# [Listed entries]
*-*-*

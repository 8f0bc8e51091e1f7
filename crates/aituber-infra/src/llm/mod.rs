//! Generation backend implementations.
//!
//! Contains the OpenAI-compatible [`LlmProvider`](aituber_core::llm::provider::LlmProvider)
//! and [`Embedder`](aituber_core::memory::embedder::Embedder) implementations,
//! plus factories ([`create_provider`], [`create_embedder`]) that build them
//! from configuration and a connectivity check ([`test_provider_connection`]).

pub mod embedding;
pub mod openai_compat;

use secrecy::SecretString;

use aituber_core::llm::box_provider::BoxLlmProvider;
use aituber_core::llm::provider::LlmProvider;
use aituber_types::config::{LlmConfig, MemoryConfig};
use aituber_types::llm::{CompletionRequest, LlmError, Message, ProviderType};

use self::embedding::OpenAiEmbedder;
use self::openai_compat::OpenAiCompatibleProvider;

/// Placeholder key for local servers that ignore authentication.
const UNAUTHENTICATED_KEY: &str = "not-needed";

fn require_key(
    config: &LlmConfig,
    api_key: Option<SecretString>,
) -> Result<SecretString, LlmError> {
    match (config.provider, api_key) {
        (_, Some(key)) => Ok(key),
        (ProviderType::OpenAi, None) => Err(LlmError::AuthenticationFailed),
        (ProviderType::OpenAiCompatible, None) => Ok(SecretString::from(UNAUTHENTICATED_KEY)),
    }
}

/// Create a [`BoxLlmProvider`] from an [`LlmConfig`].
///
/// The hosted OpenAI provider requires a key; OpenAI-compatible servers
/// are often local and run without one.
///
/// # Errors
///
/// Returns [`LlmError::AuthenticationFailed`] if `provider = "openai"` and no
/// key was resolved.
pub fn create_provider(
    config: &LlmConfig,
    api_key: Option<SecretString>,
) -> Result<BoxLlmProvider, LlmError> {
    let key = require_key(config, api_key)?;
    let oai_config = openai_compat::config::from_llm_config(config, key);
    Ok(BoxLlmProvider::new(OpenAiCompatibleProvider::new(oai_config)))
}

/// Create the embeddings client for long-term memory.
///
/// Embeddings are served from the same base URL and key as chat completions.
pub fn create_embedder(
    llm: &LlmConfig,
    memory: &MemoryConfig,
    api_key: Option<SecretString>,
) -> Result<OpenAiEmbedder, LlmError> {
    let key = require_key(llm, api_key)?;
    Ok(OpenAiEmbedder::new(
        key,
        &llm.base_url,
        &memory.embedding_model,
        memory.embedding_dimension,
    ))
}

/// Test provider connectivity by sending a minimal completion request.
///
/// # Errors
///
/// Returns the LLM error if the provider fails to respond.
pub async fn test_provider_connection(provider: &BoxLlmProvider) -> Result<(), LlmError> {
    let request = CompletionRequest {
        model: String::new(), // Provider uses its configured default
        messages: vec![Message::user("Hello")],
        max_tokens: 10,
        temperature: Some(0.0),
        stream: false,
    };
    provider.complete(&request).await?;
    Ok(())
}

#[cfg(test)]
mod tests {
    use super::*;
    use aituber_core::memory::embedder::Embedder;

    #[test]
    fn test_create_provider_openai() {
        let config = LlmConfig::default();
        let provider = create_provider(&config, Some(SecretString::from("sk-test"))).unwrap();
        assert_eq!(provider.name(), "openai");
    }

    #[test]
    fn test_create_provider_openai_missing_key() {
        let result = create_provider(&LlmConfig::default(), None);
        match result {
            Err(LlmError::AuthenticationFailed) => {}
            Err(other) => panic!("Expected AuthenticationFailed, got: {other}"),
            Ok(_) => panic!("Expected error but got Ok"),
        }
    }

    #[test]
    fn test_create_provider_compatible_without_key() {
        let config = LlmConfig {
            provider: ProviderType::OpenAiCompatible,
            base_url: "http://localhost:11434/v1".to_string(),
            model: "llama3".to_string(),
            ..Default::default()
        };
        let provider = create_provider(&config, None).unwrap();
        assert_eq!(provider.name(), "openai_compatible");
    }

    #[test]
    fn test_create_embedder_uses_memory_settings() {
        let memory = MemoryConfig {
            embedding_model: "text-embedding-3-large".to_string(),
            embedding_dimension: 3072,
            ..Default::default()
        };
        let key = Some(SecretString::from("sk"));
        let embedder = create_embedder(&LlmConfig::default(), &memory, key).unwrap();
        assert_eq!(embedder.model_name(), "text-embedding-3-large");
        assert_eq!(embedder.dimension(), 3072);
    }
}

*-*-*

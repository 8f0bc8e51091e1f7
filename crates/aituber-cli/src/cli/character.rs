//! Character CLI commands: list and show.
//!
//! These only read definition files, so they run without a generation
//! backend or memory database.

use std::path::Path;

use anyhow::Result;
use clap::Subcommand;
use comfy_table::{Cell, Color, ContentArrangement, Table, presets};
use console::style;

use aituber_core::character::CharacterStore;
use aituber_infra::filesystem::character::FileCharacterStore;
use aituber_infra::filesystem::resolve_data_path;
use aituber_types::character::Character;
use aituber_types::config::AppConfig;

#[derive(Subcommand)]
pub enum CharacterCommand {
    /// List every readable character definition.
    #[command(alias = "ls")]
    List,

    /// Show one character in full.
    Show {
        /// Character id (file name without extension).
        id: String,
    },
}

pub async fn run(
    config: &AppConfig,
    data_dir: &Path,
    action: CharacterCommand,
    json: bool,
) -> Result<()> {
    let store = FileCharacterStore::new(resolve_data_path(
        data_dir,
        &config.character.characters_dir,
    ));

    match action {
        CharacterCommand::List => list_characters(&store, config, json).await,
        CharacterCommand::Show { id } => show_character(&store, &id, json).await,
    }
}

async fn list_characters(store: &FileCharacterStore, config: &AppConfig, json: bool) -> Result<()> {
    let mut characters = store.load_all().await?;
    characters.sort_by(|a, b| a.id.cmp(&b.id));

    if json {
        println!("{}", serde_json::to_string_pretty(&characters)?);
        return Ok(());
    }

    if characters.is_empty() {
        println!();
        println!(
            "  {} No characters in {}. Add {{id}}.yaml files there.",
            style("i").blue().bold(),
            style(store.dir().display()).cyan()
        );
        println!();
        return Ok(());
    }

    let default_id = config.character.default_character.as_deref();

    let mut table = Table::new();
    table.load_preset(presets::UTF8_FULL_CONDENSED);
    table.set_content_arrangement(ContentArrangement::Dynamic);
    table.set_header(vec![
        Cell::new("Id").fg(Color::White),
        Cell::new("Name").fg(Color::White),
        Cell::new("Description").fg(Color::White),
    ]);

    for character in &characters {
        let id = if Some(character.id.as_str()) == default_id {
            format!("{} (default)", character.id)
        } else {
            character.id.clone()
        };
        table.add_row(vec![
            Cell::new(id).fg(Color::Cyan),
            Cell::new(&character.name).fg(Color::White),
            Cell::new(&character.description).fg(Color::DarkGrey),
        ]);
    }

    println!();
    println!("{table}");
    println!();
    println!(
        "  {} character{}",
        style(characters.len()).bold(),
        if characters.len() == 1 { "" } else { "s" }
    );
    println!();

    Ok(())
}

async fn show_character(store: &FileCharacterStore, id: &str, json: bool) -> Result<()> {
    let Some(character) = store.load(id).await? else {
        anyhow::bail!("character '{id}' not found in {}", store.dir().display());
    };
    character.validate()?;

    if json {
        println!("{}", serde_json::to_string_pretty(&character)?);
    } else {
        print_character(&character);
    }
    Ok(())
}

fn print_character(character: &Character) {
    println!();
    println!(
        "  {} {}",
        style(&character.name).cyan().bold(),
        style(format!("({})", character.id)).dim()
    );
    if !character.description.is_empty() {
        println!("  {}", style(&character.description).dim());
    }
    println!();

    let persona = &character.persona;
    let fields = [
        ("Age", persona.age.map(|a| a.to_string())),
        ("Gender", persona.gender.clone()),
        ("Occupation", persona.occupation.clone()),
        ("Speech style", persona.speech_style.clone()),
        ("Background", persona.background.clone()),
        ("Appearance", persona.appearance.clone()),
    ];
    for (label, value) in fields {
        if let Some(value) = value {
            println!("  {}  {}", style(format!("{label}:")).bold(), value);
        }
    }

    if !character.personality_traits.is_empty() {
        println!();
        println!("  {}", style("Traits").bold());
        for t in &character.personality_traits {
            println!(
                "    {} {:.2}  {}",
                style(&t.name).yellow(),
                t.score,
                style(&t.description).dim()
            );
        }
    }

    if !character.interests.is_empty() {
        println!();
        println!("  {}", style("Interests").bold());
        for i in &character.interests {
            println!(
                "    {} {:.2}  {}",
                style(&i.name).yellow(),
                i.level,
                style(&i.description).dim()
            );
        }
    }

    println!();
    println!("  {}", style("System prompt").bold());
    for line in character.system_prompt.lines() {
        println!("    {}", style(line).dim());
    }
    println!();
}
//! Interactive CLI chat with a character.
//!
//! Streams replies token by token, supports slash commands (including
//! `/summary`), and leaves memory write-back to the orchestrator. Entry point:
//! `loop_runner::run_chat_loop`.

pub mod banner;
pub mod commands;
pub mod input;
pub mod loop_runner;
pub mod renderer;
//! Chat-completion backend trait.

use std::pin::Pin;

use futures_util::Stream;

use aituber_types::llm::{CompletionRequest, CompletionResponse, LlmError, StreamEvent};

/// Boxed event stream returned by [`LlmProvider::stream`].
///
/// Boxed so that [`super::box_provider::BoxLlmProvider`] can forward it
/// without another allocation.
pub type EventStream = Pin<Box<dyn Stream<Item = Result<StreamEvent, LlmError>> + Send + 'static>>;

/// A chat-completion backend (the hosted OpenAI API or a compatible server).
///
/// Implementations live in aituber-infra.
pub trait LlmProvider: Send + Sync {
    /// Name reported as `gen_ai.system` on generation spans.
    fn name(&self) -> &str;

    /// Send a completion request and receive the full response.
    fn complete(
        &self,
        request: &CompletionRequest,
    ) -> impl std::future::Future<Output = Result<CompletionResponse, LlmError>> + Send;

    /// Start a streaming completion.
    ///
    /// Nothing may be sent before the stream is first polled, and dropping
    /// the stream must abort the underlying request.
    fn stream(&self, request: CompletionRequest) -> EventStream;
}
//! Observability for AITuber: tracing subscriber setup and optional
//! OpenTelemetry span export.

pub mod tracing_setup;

*-*-*

# [Brief]
Could you copy every line from the records that has "CompletionResponse" in it?

# [Answer for this exercise]
use aituber_types::llm::{CompletionRequest, CompletionResponse, LlmError, StreamEvent};
    ) -> impl std::future::Future<Output = Result<CompletionResponse, LlmError>> + Send;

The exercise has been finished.